Although the UK's 168,000 automotive manufacturing employees are now starting to return to work, with around half of the country's car and engine plants set to be operating by the end of May, factories  are scaling up production along different timescales and, with strict social distancing measures in place, output initially will be restricted with a predicted loss of up to some 400,000 units by year end, compared with the January outlook, and a cost to industry of up to £12.5 billion at factory gate prices.
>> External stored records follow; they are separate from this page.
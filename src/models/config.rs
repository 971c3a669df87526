use config::{Config, ConfigError, Environment, File};
use serde::Deserialize;

/// Configuration options of the category service.
#[derive(Clone, Debug, Deserialize)]
pub struct ServerConfig {
    /// Interface the HTTP server binds to.
    pub address: String,
    pub port: u16,
    /// Path of the SQLite database file.
    pub database_url: String,
    /// Maximum number of pooled database connections.
    pub pool_size: u32,
}

impl ServerConfig {
    /// Load `config/default.yaml`, then `config/local.yaml`, then `APP_*`
    /// environment variables, each overriding the previous.
    pub fn load() -> Result<Self, ConfigError> {
        Config::builder()
            .set_default("address", "127.0.0.1")?
            .set_default("port", 3000)?
            .set_default("database_url", "app.db")?
            .set_default("pool_size", 8)?
            .add_source(File::with_name("config/default").required(false))
            .add_source(File::with_name("config/local").required(false))
            .add_source(Environment::with_prefix("APP"))
            .build()?
            .try_deserialize()
    }

    pub fn bind_address(&self) -> (&str, u16) {
        (self.address.as_str(), self.port)
    }
}
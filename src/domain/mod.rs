//! Domain entities and value objects, independent of storage and transport.

pub mod category;
pub mod types;
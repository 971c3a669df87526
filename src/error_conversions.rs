//! Error conversion glue between layers.
//!
//! The domain layer must not depend on repository error types, so the
//! conversion from [`TypeConstraintError`] lives here.

use crate::domain::types::TypeConstraintError;
use crate::repository::errors::RepositoryError;

impl From<TypeConstraintError> for RepositoryError {
    fn from(val: TypeConstraintError) -> Self {
        RepositoryError::ValidationError(val.to_string())
    }
}
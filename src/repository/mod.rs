use crate::db::{DbConnection, DbPool};
use crate::domain::category::{Category, CategoryUpdate, NewCategory};
use crate::domain::types::{
    CategoryId, CategorySort, PageNumber, PageSize, PageWindow, SearchTerm, fold_for_search,
};

pub mod category;
pub mod errors;
#[cfg(test)]
pub mod test;

pub use errors::{RepositoryError, RepositoryResult};

/// Repository implementation backed by Diesel and SQLite.
///
/// The underlying `r2d2::Pool` is cheap to clone, allowing the repository to
/// be passed around freely between handlers.
#[derive(Clone)]
pub struct DieselRepository {
    pool: DbPool, // r2d2::Pool is cheap to clone
}

impl DieselRepository {
    /// Create a new repository from an established database pool.
    pub fn new(pool: DbPool) -> Self {
        Self { pool }
    }

    /// Get a pooled database connection.
    fn conn(&self) -> RepositoryResult<DbConnection> {
        Ok(self.pool.get()?)
    }
}

/// Query parameters used when listing categories.
///
/// `search` wins over `name`/`description`; `active` always applies.
#[derive(Debug, Clone, Default, PartialEq)]
pub struct CategoryListQuery {
    /// Substring of the name.
    pub name: Option<SearchTerm>,
    /// Substring of the description.
    pub description: Option<SearchTerm>,
    /// Exact match on the active flag.
    pub active: Option<bool>,
    /// Substring of either the name or the description.
    pub search: Option<SearchTerm>,
    /// Ordering applied before paging.
    pub sort: CategorySort,
    /// Offset/limit window.
    pub window: PageWindow,
}

/// Text conditions left after resolving `search` precedence.
#[derive(Debug, Clone, Copy, PartialEq)]
pub enum TextMatch<'a> {
    /// Name OR description contains the term.
    Any(&'a SearchTerm),
    /// Independent conditions combined with AND.
    Fields {
        name: Option<&'a SearchTerm>,
        description: Option<&'a SearchTerm>,
    },
}

impl CategoryListQuery {
    /// Match categories whose name contains `name`.
    pub fn name(mut self, name: SearchTerm) -> Self {
        self.name = Some(name);
        self
    }
    /// Match categories whose description contains `description`.
    pub fn description(mut self, description: SearchTerm) -> Self {
        self.description = Some(description);
        self
    }
    /// Keep only categories with the given active flag.
    pub fn active(mut self, active: bool) -> Self {
        self.active = Some(active);
        self
    }
    /// Match name or description, overriding `name` and `description`.
    pub fn search(mut self, search: SearchTerm) -> Self {
        self.search = Some(search);
        self
    }
    /// Order the listing by `sort`.
    pub fn sort(mut self, sort: CategorySort) -> Self {
        self.sort = sort;
        self
    }
    /// Return the `page`-th window of `page_size` records.
    pub fn paginate(mut self, page: PageNumber, page_size: PageSize) -> Self {
        self.window = PageWindow::new(page, page_size);
        self
    }

    /// Resolve `search` precedence into the text conditions to apply.
    pub fn text_match(&self) -> TextMatch<'_> {
        match &self.search {
            Some(search) => TextMatch::Any(search),
            None => TextMatch::Fields {
                name: self.name.as_ref(),
                description: self.description.as_ref(),
            },
        }
    }

    /// Whether `category` satisfies every condition of the query.
    ///
    /// Mirrors the SQL built by [`DieselRepository`], for in-memory callers.
    pub fn matches(&self, category: &Category) -> bool {
        let contains = |value: Option<&str>, term: &SearchTerm| -> bool {
            value.is_some_and(|value| fold_for_search(value).contains(&term.folded()))
        };
        let name = Some(category.name.as_str());
        let description = category.description.as_ref().map(|d| d.as_str());

        let text_ok = match self.text_match() {
            TextMatch::Any(term) => contains(name, term) || contains(description, term),
            TextMatch::Fields {
                name: name_term,
                description: description_term,
            } => {
                name_term.is_none_or(|term| contains(name, term))
                    && description_term.is_none_or(|term| contains(description, term))
            }
        };

        text_ok && self.active.is_none_or(|active| category.active == active)
    }
}

/// Read-only operations for category entities.
pub trait CategoryReader {
    /// List categories matching the filter, sorted and paged.
    fn list_categories(&self, query: &CategoryListQuery) -> RepositoryResult<Vec<Category>>;
    /// Retrieve a category by its identifier.
    fn get_category_by_id(&self, id: &str) -> RepositoryResult<Option<Category>>;
    /// Retrieve a category by its slug.
    fn get_category_by_slug(&self, slug: &str) -> RepositoryResult<Option<Category>>;

    /// Look the key up as an identifier first and as a slug second.
    fn get_category_by_id_or_slug(&self, key: &str) -> RepositoryResult<Option<Category>> {
        match self.get_category_by_id(key)? {
            Some(category) => Ok(Some(category)),
            None => self.get_category_by_slug(key),
        }
    }
}

/// Write operations for category entities.
pub trait CategoryWriter {
    /// Persist a new category and return the stored record.
    fn create_category(&self, category: &NewCategory) -> RepositoryResult<Category>;
    /// Apply a partial update; returns the number of modified records.
    ///
    /// A missing record and a patch equal to the stored values both report 0.
    fn update_category(&self, id: &CategoryId, update: &CategoryUpdate)
    -> RepositoryResult<usize>;
    /// Delete a category; returns the number of removed records.
    fn delete_category(&self, id: &CategoryId) -> RepositoryResult<usize>;
}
Mike Hawes, SMMT Chief Executive, said: "With the UK's car plants mothballed in April, these figures aren't surprising but they do highlight the tremendous challenge the industry faces, with revenues effectively slashed to zero last month. Manufacturers are starting to emerge from prolonged shutdown into a very uncertain world and ramping up production will be a gradual process, so we need government to work with us to accelerate this fundamentally strong sector's recovery, stimulate investment and safeguard jobs. Support to get all businesses through this short-term turmoil will ensure the UK's many globally-renowned brands can continue to make the products that remain so desirable to consumers the world over and, in turn, help deliver long-term prosperity for Britain."